The city Iraqi forces have reclaimed is broken. The city lies in rubble and the people of Mosul who have managed to survive no more trust the Iraqi central government as they do ISIS. The reality is a Shi’ah military force has taken over a majority Sunni city. Its population doesn’t trust the central government any more than it trusts the Iran-backed Shi’ah militias operating around Mosul. This is the liberation that is being presented to the people of Mosul. And so Iraq’s fundamental problems remain unresolved.

The US planned from the outset to dominate Iraq by pursuing the de facto ethnic partition of the country into three autonomous, ethnically divided territories for Sunnis, Kurds and Shi’ah respectively. This division is at the heart of all its problems. The democratic parliament and legislative assembly the US set up in Iraq turned the nation into a factional state with an everlasting factional infighting becoming a permanent state of affairs.
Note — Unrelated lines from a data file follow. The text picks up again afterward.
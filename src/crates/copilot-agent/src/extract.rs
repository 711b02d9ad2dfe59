//! Deterministic constraint extraction
//!
//! Scans retrieved document content plus the question text for
//! recognizable patterns (campaign names implying date windows, KPI
//! formula mentions, category filters, return-policy durations) and
//! produces the [`Constraints`] the planner node merges into the state.
//!
//! Extraction is pure and idempotent: the same documents and question
//! always yield the same constraint set, so re-running the planner (e.g.
//! after a repair pass through the graph) cannot drift.

use std::sync::OnceLock;

use chrono::NaiveDate;
use regex::Regex;

use crate::state::{Constraints, DocumentChunk};

/// KPI formula the marketing documents define for average order value.
const AOV_FORMULA: &str = "SUM(UnitPrice * Quantity * (1 - Discount)) / COUNT(DISTINCT OrderID)";

/// Cost model the KPI documents prescribe for gross margin.
const COST_APPROXIMATION: &str = "0.7 * UnitPrice";

/// Matches return-policy phrases like "Beverages unopened: 14 days".
///
/// The category is one or more capitalized words, which keeps leading
/// sentence text ("Returns accepted for ...") out of the capture.
fn return_policy_re() -> &'static Regex {
    static RE: OnceLock<Regex> = OnceLock::new();
    RE.get_or_init(|| {
        Regex::new(r"([A-Z][A-Za-z]*(?: [A-Z][A-Za-z]*)*)\s+unopened:\s*(\d+)\s*days?")
            .expect("return-policy pattern is valid")
    })
}

fn ymd(year: i32, month: u32, day: u32) -> NaiveDate {
    NaiveDate::from_ymd_opt(year, month, day).expect("literal date is valid")
}

/// Extract constraints from `docs` content and the `question` text.
pub fn extract(question: &str, docs: &[DocumentChunk]) -> Constraints {
    let mut found = Constraints::default();

    for doc in docs {
        let content = doc.content.to_lowercase();

        if content.contains("summer beverages 1997") {
            found.campaign = Some("Summer Beverages 1997".to_string());
            found.date_start = Some(ymd(1997, 6, 1));
            found.date_end = Some(ymd(1997, 6, 30));
        } else if content.contains("winter classics 1997") {
            found.campaign = Some("Winter Classics 1997".to_string());
            found.date_start = Some(ymd(1997, 12, 1));
            found.date_end = Some(ymd(1997, 12, 31));
        }

        if content.contains("aov") || content.contains("average order value") {
            found.kpi = Some("AOV".to_string());
            found.formula = Some(AOV_FORMULA.to_string());
        }
        if content.contains("gross margin") || content.contains("gm") {
            found.kpi = Some("Gross Margin".to_string());
            found.cost_approximation = Some(COST_APPROXIMATION.to_string());
        }

        for capture in return_policy_re().captures_iter(&doc.content) {
            let category = capture[1].trim().to_string();
            if let Ok(days) = capture[2].parse::<u32>() {
                found.return_days.insert(category, days);
            }
        }
    }

    if question.to_lowercase().contains("beverages") {
        found.category = Some("Beverages".to_string());
    }

    found
}
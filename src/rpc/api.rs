//! Typed wrappers over individual node API methods.
//!
//! Each wrapper is a direct request/response mapping over [`RpcClient::call`];
//! retry and error classification come from the client.

use serde::{Deserialize, Serialize};
use serde_json::Value;

use crate::codec::TronAddress;
use crate::rpc::client::RpcClient;
use crate::rpc::RpcResult;

/// Untyped JSON response.
pub type Raw = Value;

/// `getblockbynum` request.
#[derive(Debug, Clone, Serialize)]
pub struct BlockByNumRequest {
    pub num: i64,
}

/// Request keyed by a single hex `value` (block id, transaction id).
#[derive(Debug, Clone, Serialize)]
pub struct ValueRequest<'a> {
    pub value: &'a str,
}

/// `getaccount` request.
#[derive(Debug, Clone, Serialize)]
pub struct AccountRequest<'a> {
    pub address: &'a str,
    #[serde(skip_serializing_if = "is_false")]
    pub visible: bool,
}

/// `triggerconstantcontract` / `triggersmartcontract` request.
#[derive(Debug, Clone, Default, Serialize)]
pub struct TriggerContractRequest {
    pub owner_address: String,
    pub contract_address: String,
    #[serde(rename = "function_selector")]
    pub function: String,
    #[serde(skip_serializing_if = "String::is_empty")]
    pub parameter: String,
    #[serde(skip_serializing_if = "is_zero")]
    pub call_value: i64,
    #[serde(skip_serializing_if = "is_zero")]
    pub fee_limit: i64,
    #[serde(skip_serializing_if = "is_false")]
    pub visible: bool,
}

/// `createtransaction` request (native TRX transfer).
#[derive(Debug, Clone, Serialize)]
pub struct CreateTransactionRequest {
    pub owner_address: String,
    pub to_address: String,
    pub amount: i64,
    #[serde(skip_serializing_if = "is_false")]
    pub visible: bool,
}

/// Flag block shared by contract call responses.
#[derive(Debug, Clone, Default, Deserialize)]
pub struct ResultFlag {
    #[serde(default)]
    pub result: bool,
}

/// `triggerconstantcontract` response.
#[derive(Debug, Clone, Default, Deserialize)]
pub struct ConstantCallResult {
    #[serde(default)]
    pub result: ResultFlag,
    #[serde(default)]
    pub constant_result: Vec<String>,
    #[serde(default)]
    pub message: Option<String>,
}

/// `triggersmartcontract` response.
#[derive(Debug, Clone, Default, Deserialize)]
pub struct SmartCallResult {
    #[serde(default)]
    pub result: ResultFlag,
    #[serde(default)]
    pub transaction: Option<Value>,
    #[serde(default)]
    pub message: Option<String>,
}

/// `broadcasttransaction` response.
#[derive(Debug, Clone, Default, PartialEq, Eq, Deserialize, Serialize)]
pub struct BroadcastResponse {
    #[serde(default)]
    pub result: bool,
    #[serde(default, rename = "txid")]
    pub tx_id: Option<String>,
    #[serde(default)]
    pub code: Option<String>,
    #[serde(default)]
    pub message: Option<String>,
}

#[derive(Debug, Deserialize)]
struct AccountBalance {
    #[serde(default)]
    balance: i64,
}

/// Address text in the form the node expects for the given `visible` flag.
pub fn address_param(address: &TronAddress, visible: bool) -> String {
    if visible {
        address.to_base58()
    } else {
        address.to_hex()
    }
}

fn is_false(b: &bool) -> bool {
    !*b
}

fn is_zero(n: &i64) -> bool {
    *n == 0
}

impl RpcClient {
    /// Latest block.
    pub async fn get_now_block(&self) -> RpcResult<Raw> {
        self.call_empty("getnowblock").await
    }

    /// Block by height.
    pub async fn get_block_by_num(&self, num: i64) -> RpcResult<Raw> {
        self.call("getblockbynum", &BlockByNumRequest { num }).await
    }

    /// Block by id.
    pub async fn get_block_by_id(&self, block_id: &str) -> RpcResult<Raw> {
        self.call("getblockbyid", &ValueRequest { value: block_id }).await
    }

    /// Transaction by id.
    pub async fn get_transaction_by_id(&self, tx_id: &str) -> RpcResult<Raw> {
        self.call("gettransactionbyid", &ValueRequest { value: tx_id }).await
    }

    /// Execution info (block number, receipt) by transaction id.
    pub async fn get_transaction_info_by_id(&self, tx_id: &str) -> RpcResult<Raw> {
        self.call("gettransactioninfobyid", &ValueRequest { value: tx_id })
            .await
    }

    /// Account state.
    pub async fn get_account(&self, address: &str) -> RpcResult<Raw> {
        self.call(
            "getaccount",
            &AccountRequest {
                address,
                visible: self.visible(),
            },
        )
        .await
    }

    /// Native TRX balance in sun. Accounts the node has never seen report 0.
    pub async fn balance_at(&self, address: &str) -> RpcResult<i64> {
        let account: AccountBalance = self
            .call(
                "getaccount",
                &AccountRequest {
                    address,
                    visible: self.visible(),
                },
            )
            .await?;
        Ok(account.balance)
    }

    /// Read-only contract call.
    pub async fn trigger_constant_contract(
        &self,
        request: &TriggerContractRequest,
    ) -> RpcResult<ConstantCallResult> {
        self.call("triggerconstantcontract", request).await
    }

    /// Build an unsigned state-changing contract call.
    pub async fn trigger_smart_contract(
        &self,
        request: &TriggerContractRequest,
    ) -> RpcResult<SmartCallResult> {
        self.call("triggersmartcontract", request).await
    }

    /// Build an unsigned TRX transfer.
    pub async fn create_transaction(&self, request: &CreateTransactionRequest) -> RpcResult<Raw> {
        self.call("createtransaction", request).await
    }

    /// Build an unsigned transfer of `amount` sun from `from` to `to`, with
    /// addresses in the form the client's `visible` setting selects.
    pub async fn build_transfer_trx(
        &self,
        from: &TronAddress,
        to: &TronAddress,
        amount: i64,
    ) -> RpcResult<Raw> {
        let visible = self.visible();
        self.create_transaction(&CreateTransactionRequest {
            owner_address: address_param(from, visible),
            to_address: address_param(to, visible),
            amount,
            visible,
        })
        .await
    }

    /// Node information.
    pub async fn get_node_info(&self) -> RpcResult<Raw> {
        self.call_empty("getnodeinfo").await
    }

    /// Submit a signed transaction envelope.
    pub async fn broadcast_transaction(&self, signed: &Value) -> RpcResult<BroadcastResponse> {
        self.call("broadcasttransaction", signed).await
    }
}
The role of Iran is now institutionalized in Iraq. When the US was marred in an insurgency in 2005 and began the process of establishing the country’s political system, Iran rather than continue bleeding the US to death made its loyalists join the US created system and end its insurgency.

Mahmud Ahmadinejad in an interview with the New York Times during his visit to the United Nations Summit in September 2008 confirmed: “Iran has extended its hand of cooperation to the United States on the issue of Afghanistan…and our country has given assistance to the US in restoring peace and stability in Iraq.” The US through promises of positions in government, bribes and rewards managed to co-opt many of the Shi’ah factions to give up violence and take part in the American constructed political setup. The role of Iran was outlined by an Iraqi official at the time: “There is no doubt the Iranians have recently applied influence and leverage over Jaish al-Mahdi to contain and limit its operations inside Iraq.”  

Despite all the rhetoric against Iran from Washington in the battle for Iraq against ISIS the Quds leader Brigadier General Qasim Solomani has been directly leading and directing forces on the ground with air support from US forces in order to prop up the regime in Baghdad.